What the task requires: Which lines run from the start of the data below to the line containing "1004 | session"? Set them down exactly, with none added.

Data:
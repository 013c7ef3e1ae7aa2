//! Result envelopes and the bridge-owned string allocator.
//!
//! Every allocating export returns one NUL-terminated UTF-8 JSON document:
//!
//! ```json
//! { "code": 0, "message": "ok", "data": { ... } }
//! ```
//!
//! | code | meaning                                    |
//! |------|--------------------------------------------|
//! | 0    | success                                    |
//! | 1001 | network (all endpoints exhausted)          |
//! | 1002 | upstream error, `data.upstreamCode` is set |
//! | 1003 | malformed upstream payload                 |
//! | 1004 | session expired                            |
//! | 1005 | unknown or stale login key                 |
//! | 1006 | authentication required                    |
//! | 1007 | invalid argument                           |
//! | 1099 | internal error (caught panic)              |

use std::ffi::{CString, c_char};
use std::sync::atomic::{AtomicUsize, Ordering};

use qqmusic_api::{ErrorKind, QqMusicError};
use serde::Serialize;
use serde_json::{Value, json};

pub(crate) const CODE_OK: i32 = 0;
pub(crate) const CODE_INTERNAL: i32 = 1099;

/// Bridge strings handed out and not yet released.
static LIVE_STRINGS: AtomicUsize = AtomicUsize::new(0);

const FALLBACK: &str = r#"{"code":1099,"message":"failed to encode result","data":null}"#;

#[derive(Serialize)]
struct Envelope<'a, T: Serialize> {
    code: i32,
    message: &'a str,
    data: T,
}

pub(crate) fn error_code(e: &QqMusicError) -> i32 {
    match e.kind() {
        ErrorKind::Network => 1001,
        ErrorKind::Upstream => 1002,
        ErrorKind::Parse => 1003,
        ErrorKind::SessionExpired => 1004,
        ErrorKind::InvalidKey => 1005,
        ErrorKind::AuthRequired => 1006,
        ErrorKind::InvalidArgument => 1007,
    }
}

/// Extra context attached to an error envelope.
fn error_data(e: &QqMusicError) -> Value {
    match e {
        QqMusicError::Upstream { code, .. } => json!({ "upstreamCode": code }),
        QqMusicError::AllEndpointsFailed {
            operation,
            failures,
        } => json!({
            "operation": operation.name(),
            "failures": failures
                .iter()
                .map(|f| json!({ "url": f.url, "message": f.message }))
                .collect::<Vec<_>>(),
        }),
        _ => Value::Null,
    }
}

pub(crate) fn encode<T: Serialize>(code: i32, message: &str, data: &T) -> String {
    serde_json::to_string(&Envelope {
        code,
        message,
        data,
    })
    .unwrap_or_else(|e| {
        tracing::error!(error = %e, "envelope serialization failed");
        FALLBACK.to_owned()
    })
}

pub(crate) fn ok<T: Serialize>(data: &T) -> String {
    encode(CODE_OK, "ok", data)
}

pub(crate) fn err(e: &QqMusicError) -> String {
    encode(error_code(e), &e.to_string(), &error_data(e))
}

pub(crate) fn internal(message: &str) -> String {
    encode(CODE_INTERNAL, message, &Value::Null)
}

/// Hand `s` to the host. Released with `QQMusicFreeString`.
pub(crate) fn into_raw(s: String) -> *mut c_char {
    let c = CString::new(s).unwrap_or_else(|_| {
        tracing::error!("result contained an interior NUL");
        CString::from(c"{\"code\":1099,\"message\":\"interior NUL in result\",\"data\":null}")
    });
    LIVE_STRINGS.fetch_add(1, Ordering::SeqCst);
    c.into_raw()
}

/// # Safety
/// `s` must come from [`into_raw`] and not have been released yet.
pub(crate) unsafe fn release(s: *mut c_char) {
    if s.is_null() {
        return;
    }
    drop(unsafe { CString::from_raw(s) });
    LIVE_STRINGS.fetch_sub(1, Ordering::SeqCst);
}

pub(crate) fn live() -> usize {
    LIVE_STRINGS.load(Ordering::SeqCst)
}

Output below:
repository 013c7ef3e1ae7aa2
//! Result envelopes and the bridge-owned string allocator.
//!
//! Every allocating export returns one NUL-terminated UTF-8 JSON document:
//!
//! ```json
//! { "code": 0, "message": "ok", "data": { ... } }
//! ```
//!
//! | code | meaning                                    |
//! |------|--------------------------------------------|
//! | 0    | success                                    |
//! | 1001 | network (all endpoints exhausted)          |
//! | 1002 | upstream error, `data.upstreamCode` is set |
//! | 1003 | malformed upstream payload                 |
//! | 1004 | session expired                            |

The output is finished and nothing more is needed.